Organizations are full of smart, creative, people looking for ways to meaningfully contribute. If that sounds like you, here are three ways to get started:
Show people what you're passionate about
The best way to make sure you're top of mind for interesting opportunities is to make it known where your passions lie. Even if that's outside your current role! Attend optional meetings, ask questions, and take advantage of internal resources to learn about what your company is doing in the area that interests you. Are there any ways to start tying that into your current work? For example, when I started at GXG I did a lot of research to support our clients and business development efforts. But I also really cared about how things looked. Over time, I made small changes to the deliverables I was responsible for and explained why I thought they were important. I also did independent research and suggested new tools to make some of our tasks more efficient as well as more professional looking. When we were ready to rebrand and dip our toe into content marketing, I was on the team! Never be afraid to tell people what aspects the business get you excited. Even if there's not a need right now, it keeps your options open when your company inevitably grows or changes.

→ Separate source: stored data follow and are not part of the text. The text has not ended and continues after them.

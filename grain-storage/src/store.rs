//! Key-value store client abstraction.
//!
//! The provider never talks to a concrete store. It holds an
//! `Arc<dyn KvStore>` built at init time by a [`StoreConnector`] from the
//! configured connection target:
//!
//! - **KvStore**: get / put / delete of whole values by key
//! - **StoreConnector**: turns a connection target into a client
//! - **InMemoryKvStore**: process-local map, for tests and single-node development
//! - **FileKvStore**: one file per key under a directory

use async_trait::async_trait;
use std::collections::HashMap;
use std::io;
use std::path::{Path, PathBuf};
use std::sync::atomic::{AtomicBool, Ordering};
use std::sync::Arc;
use tokio::sync::{Mutex, RwLock};

use crate::error::StoreError;

/// Connection target scheme for [`InMemoryKvStore`].
pub const MEMORY_SCHEME: &str = "memory://";

/// Connection target scheme for [`FileKvStore`].
pub const FILE_SCHEME: &str = "file://";

/// Client for an external key-value store.
///
/// Values are opaque bytes replaced whole on every put. Implementations must
/// be safe to share across concurrent calls.
#[async_trait]
pub trait KvStore: Send + Sync + std::fmt::Debug {
    /// Fetch the value stored under `key`.
    ///
    /// # Returns
    ///
    /// - `Ok(Some(bytes))`: value found
    /// - `Ok(None)`: key never written, or deleted
    /// - `Err(StoreError)`: the store could not answer
    async fn get(&self, key: &str) -> Result<Option<Vec<u8>>, StoreError>;

    /// Store `value` under `key`, replacing any previous value unconditionally.
    async fn put(&self, key: &str, value: Vec<u8>) -> Result<(), StoreError>;

    /// Remove `key`. Removing an absent key succeeds.
    async fn delete(&self, key: &str) -> Result<(), StoreError>;
}

/// Builds store clients from connection targets.
#[async_trait]
pub trait StoreConnector: Send + Sync + std::fmt::Debug {
    /// Connect to the store named by `target`.
    async fn connect(&self, target: &str) -> Result<Arc<dyn KvStore>, StoreError>;
}

/// In-memory store for testing and single-node development.
///
/// State lives in a `HashMap` and is lost when the process exits. The store
/// can be switched to unavailable to exercise failure paths.
#[derive(Debug, Default)]
pub struct InMemoryKvStore {
    data: RwLock<HashMap<String, Vec<u8>>>,
    unavailable: AtomicBool,
}

impl InMemoryKvStore {
    /// Create a new empty in-memory store.
    pub fn new() -> Self {
        Self::default()
    }

    /// Make every subsequent call fail with [`StoreError::Unavailable`] (or succeed again).
    pub fn set_unavailable(&self, unavailable: bool) {
        self.unavailable.store(unavailable, Ordering::SeqCst);
    }

    /// Number of stored keys.
    pub async fn len(&self) -> usize {
        self.data.read().await.len()
    }

    /// Whether the store holds no keys.
    pub async fn is_empty(&self) -> bool {
        self.data.read().await.is_empty()
    }

    /// Whether `key` is present.
    pub async fn contains_key(&self, key: &str) -> bool {
        self.data.read().await.contains_key(key)
    }

    /// All stored keys, sorted.
    pub async fn keys(&self) -> Vec<String> {
        let mut keys: Vec<String> = self.data.read().await.keys().cloned().collect();
        keys.sort();
        keys
    }

    fn check_available(&self) -> Result<(), StoreError> {
        if self.unavailable.load(Ordering::SeqCst) {
            return Err(StoreError::Unavailable(
                "in-memory store switched off".to_string(),
            ));
        }
        Ok(())
    }
}

#[async_trait]
impl KvStore for InMemoryKvStore {
    async fn get(&self, key: &str) -> Result<Option<Vec<u8>>, StoreError> {
        self.check_available()?;
        Ok(self.data.read().await.get(key).cloned())
    }

    async fn put(&self, key: &str, value: Vec<u8>) -> Result<(), StoreError> {
        self.check_available()?;
        self.data.write().await.insert(key.to_string(), value);
        Ok(())
    }

    async fn delete(&self, key: &str) -> Result<(), StoreError> {
        self.check_available()?;
        self.data.write().await.remove(key);
        Ok(())
    }
}

/// Directory-backed store: each key is one file.
///
/// File names are the key with every byte outside `[A-Za-z0-9._+-]`
/// percent-escaped (a leading `.` too). Puts write a temporary file and
/// rename it over the target so readers never observe a partial value.
#[derive(Debug, Clone)]
pub struct FileKvStore {
    root: PathBuf,
}

impl FileKvStore {
    /// Open a store rooted at `root`, creating the directory if needed.
    pub async fn open(root: impl AsRef<Path>) -> Result<Self, StoreError> {
        let root = root.as_ref().to_path_buf();
        tokio::fs::create_dir_all(&root).await?;
        Ok(Self { root })
    }

    /// Directory holding the stored files.
    pub fn root(&self) -> &Path {
        &self.root
    }

    fn path_for(&self, key: &str) -> PathBuf {
        self.root.join(escape_file_name(key))
    }
}

#[async_trait]
impl KvStore for FileKvStore {
    async fn get(&self, key: &str) -> Result<Option<Vec<u8>>, StoreError> {
        match tokio::fs::read(self.path_for(key)).await {
            Ok(bytes) => Ok(Some(bytes)),
            Err(e) if e.kind() == io::ErrorKind::NotFound => Ok(None),
            Err(e) => Err(e.into()),
        }
    }

    async fn put(&self, key: &str, value: Vec<u8>) -> Result<(), StoreError> {
        let target = self.path_for(key);
        let staging = self.root.join(format!("~{}.tmp", uuid::Uuid::new_v4().simple()));
        tokio::fs::write(&staging, &value).await?;
        if let Err(e) = tokio::fs::rename(&staging, &target).await {
            let _ = tokio::fs::remove_file(&staging).await;
            return Err(e.into());
        }
        Ok(())
    }

    async fn delete(&self, key: &str) -> Result<(), StoreError> {
        match tokio::fs::remove_file(self.path_for(key)).await {
            Ok(()) => Ok(()),
            Err(e) if e.kind() == io::ErrorKind::NotFound => Ok(()),
            Err(e) => Err(e.into()),
        }
    }
}

fn escape_file_name(key: &str) -> String {
    let mut out = String::with_capacity(key.len());
    for (i, b) in key.bytes().enumerate() {
        let plain = b.is_ascii_alphanumeric() || matches!(b, b'_' | b'+' | b'-' | b'.');
        if plain && !(i == 0 && b == b'.') {
            out.push(b as char);
        } else {
            out.push_str(&format!("%{:02X}", b));
        }
    }
    out
}

/// Connector for the built-in `memory://` and `file://` targets.
///
/// `memory://<name>` targets with the same name resolve to the same
/// [`InMemoryKvStore`], so several providers configured against one target
/// share data the way they would share a remote cluster.
#[derive(Debug, Default)]
pub struct DefaultConnector {
    memory: Mutex<HashMap<String, Arc<InMemoryKvStore>>>,
}

impl DefaultConnector {
    /// Create a connector with no memory stores yet.
    pub fn new() -> Self {
        Self::default()
    }

    /// The in-memory store registered under `name`, if one was connected.
    pub async fn memory_store(&self, name: &str) -> Option<Arc<InMemoryKvStore>> {
        self.memory.lock().await.get(name).cloned()
    }
}

#[async_trait]
impl StoreConnector for DefaultConnector {
    async fn connect(&self, target: &str) -> Result<Arc<dyn KvStore>, StoreError> {
        if let Some(name) = target.strip_prefix(MEMORY_SCHEME) {
            let store = self
                .memory
                .lock()
                .await
                .entry(name.to_string())
                .or_insert_with(|| Arc::new(InMemoryKvStore::new()))
                .clone();
            return Ok(store);
        }

        if let Some(dir) = target.strip_prefix(FILE_SCHEME) {
            if dir.is_empty() {
                return Err(StoreError::InvalidTarget {
                    target: target.to_string(),
                    reason: "file target needs a directory".to_string(),
                });
            }
            return Ok(Arc::new(FileKvStore::open(dir).await?));
        }

        Err(StoreError::InvalidTarget {
            target: target.to_string(),
            reason: format!("expected {} or {} scheme", MEMORY_SCHEME, FILE_SCHEME),
        })
    }
}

Be the voice of the customer
Perhaps a faster way to make an impact in your company is to help amplify the voice of your customers. Customer needs and experience are crucial factors in business decisions, but sometimes senior leadership is insulated from direct customer feedback. If you have a customer-facing role, you can help connect what you hear in your day-to-day work to bigger changes that are being considered for your organization. The key to this is learning how to offer great customer service within the limits of your current offerings. By becoming a go-to troubleshooter, you build credibility with your colleagues and managers. You'll quickly be able to build a prioritized list of common issues and have the standing to suggest potential solutions. You'll also get a feel for how the organization responds to critique. This can be a great way to decide early-on if the company culture is one you want to build a career in.

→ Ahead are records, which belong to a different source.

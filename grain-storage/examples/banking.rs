//! Banking Example: bank account grains persisted through `KvGrainStorage`.
//!
//! # What It Shows
//!
//! - **Lifecycle**: the provider's `init` runs as a silo startup stage
//! - **Activation**: each account reads its state, starting from default when new
//! - **Turns**: deposits mutate the in-memory state and write it back
//! - **Reactivation**: a fresh activation sees the persisted balance
//! - **Reset**: clearing removes the durable copy only
//!
//! Run with `RUST_LOG=trace` to see every storage event:
//!
//! ```text
//! cargo run -p grain-storage --example banking
//! ```

use std::sync::Arc;

use grain_storage::{
    GrainId, GrainState, GrainStorage, GrainStorageError, GrainStorageOptions, KvGrainStorage,
    LifecycleParticipant, SiloLifecycle,
};
use serde::{Deserialize, Serialize};
use tracing_subscriber::EnvFilter;

const BANK_ACCOUNT: &str = "BankAccount";

#[derive(Debug, Default, Clone, Serialize, Deserialize)]
struct BankAccountData {
    balance: i64,
    deposits: u32,
}

/// A minimal activation: the host's view of one live grain.
struct BankAccount {
    id: GrainId,
    state: GrainState<BankAccountData>,
}

impl BankAccount {
    async fn activate(
        storage: &KvGrainStorage,
        id: GrainId,
    ) -> Result<Self, GrainStorageError> {
        let mut state = GrainState::default();
        storage.read_state(BANK_ACCOUNT, &id, &mut state).await?;
        Ok(Self { id, state })
    }

    async fn deposit(
        &mut self,
        storage: &KvGrainStorage,
        amount: i64,
    ) -> Result<i64, GrainStorageError> {
        self.state.state.balance += amount;
        self.state.state.deposits += 1;
        storage.write_state(BANK_ACCOUNT, &self.id, &self.state).await?;
        Ok(self.state.state.balance)
    }

    async fn reset(&mut self, storage: &KvGrainStorage) -> Result<(), GrainStorageError> {
        storage.clear_state(BANK_ACCOUNT, &self.id, &mut self.state).await
    }
}

#[tokio::main]
async fn main() -> Result<(), Box<dyn std::error::Error + Send + Sync>> {
    tracing_subscriber::fmt()
        .with_env_filter(EnvFilter::try_from_default_env().unwrap_or_else(|_| "info".into()))
        .init();

    let storage = Arc::new(KvGrainStorage::new(
        "bank",
        GrainStorageOptions::builder()
            .connection_string("memory://bank")
            .indent_json(true)
            .build(),
    ));

    let mut lifecycle = SiloLifecycle::new();
    storage.clone().participate(&mut lifecycle);
    lifecycle.start().await?;

    for name in ["alice", "bob"] {
        let mut account = BankAccount::activate(&storage, GrainId::from(name)).await?;
        account.deposit(&storage, 100).await?;
        let balance = account.deposit(&storage, 50).await?;
        println!("{name}: deposited twice, balance {balance}");
    }

    // Deactivated; a new activation reloads from the store.
    let mut alice = BankAccount::activate(&storage, GrainId::from("alice")).await?;
    println!(
        "alice reactivated: balance {} after {} deposits (etag {:?})",
        alice.state.state.balance,
        alice.state.state.deposits,
        alice.state.etag()
    );

    alice.reset(&storage).await?;
    let fresh = BankAccount::activate(&storage, GrainId::from("alice")).await?;
    println!(
        "alice after reset: balance {} (etag {:?})",
        fresh.state.state.balance,
        fresh.state.etag()
    );

    Ok(())
}
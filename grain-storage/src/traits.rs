//! Grain storage provider trait abstraction.

use async_trait::async_trait;
use serde::de::DeserializeOwned;
use serde::Serialize;

use crate::error::GrainStorageError;
use crate::id::GrainId;

/// Host-owned container for one grain's in-memory state.
///
/// Providers only touch `state` and `etag`; the host owns everything else
/// about the grain's lifetime.
#[derive(Debug, Clone, Default, PartialEq, Eq)]
pub struct GrainState<T> {
    /// The grain's state value.
    pub state: T,
    /// Marker set by the provider when state is loaded, cleared on clear.
    pub etag: Option<String>,
}

impl<T> GrainState<T> {
    /// Wrap a state value that has not been loaded from storage.
    pub fn new(state: T) -> Self {
        Self { state, etag: None }
    }

    /// The current ETag, if any.
    pub fn etag(&self) -> Option<&str> {
        self.etag.as_deref()
    }
}

/// Trait for durable grain state storage.
///
/// The host calls `read_state` on activation, `write_state` after a
/// state-mutating turn and `clear_state` on explicit reset. Calls for
/// different grains may run concurrently; the host never overlaps
/// write/clear calls for the same grain.
#[async_trait]
pub trait GrainStorage: Send + Sync {
    /// Load stored state into `grain_state`.
    ///
    /// # Returns
    ///
    /// - `Ok(())` with `grain_state` updated: state found and loaded
    /// - `Ok(())` with `grain_state` untouched: nothing stored (new activation)
    /// - `Err(GrainStorageError)`: load failed, `grain_state` untouched
    async fn read_state<T>(
        &self,
        grain_type: &str,
        grain_id: &GrainId,
        grain_state: &mut GrainState<T>,
    ) -> Result<(), GrainStorageError>
    where
        T: DeserializeOwned + Send;

    /// Persist `grain_state.state`, replacing whatever was stored.
    async fn write_state<T>(
        &self,
        grain_type: &str,
        grain_id: &GrainId,
        grain_state: &GrainState<T>,
    ) -> Result<(), GrainStorageError>
    where
        T: Serialize + Sync;

    /// Remove the stored state. The in-memory state value is kept.
    async fn clear_state<T>(
        &self,
        grain_type: &str,
        grain_id: &GrainId,
        grain_state: &mut GrainState<T>,
    ) -> Result<(), GrainStorageError>
    where
        T: Send;
}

Create a new best practice
This last tip truly applies to any person in any role. As you master your day-to-day, be on the lookout for a small improvement that might align with higher-level strategy or company value. This is not making a change for change's sake. Rather, you should find a way to make a process more efficient or an output more reliable that fits into the overall story your company is trying to tell about itself. This requires some familiarity with how the organization communicates to clients and stakeholders. You also have to toot your own horn a little bit! Help explain the change to others who make come in contact with your work. Remind your manager in your next review. If possible, take the initiative and collect data on how the change is working. Even senior leaders have to demonstrate their impact on the business. Start small, and build a practice that will serve you well for the duration of your career.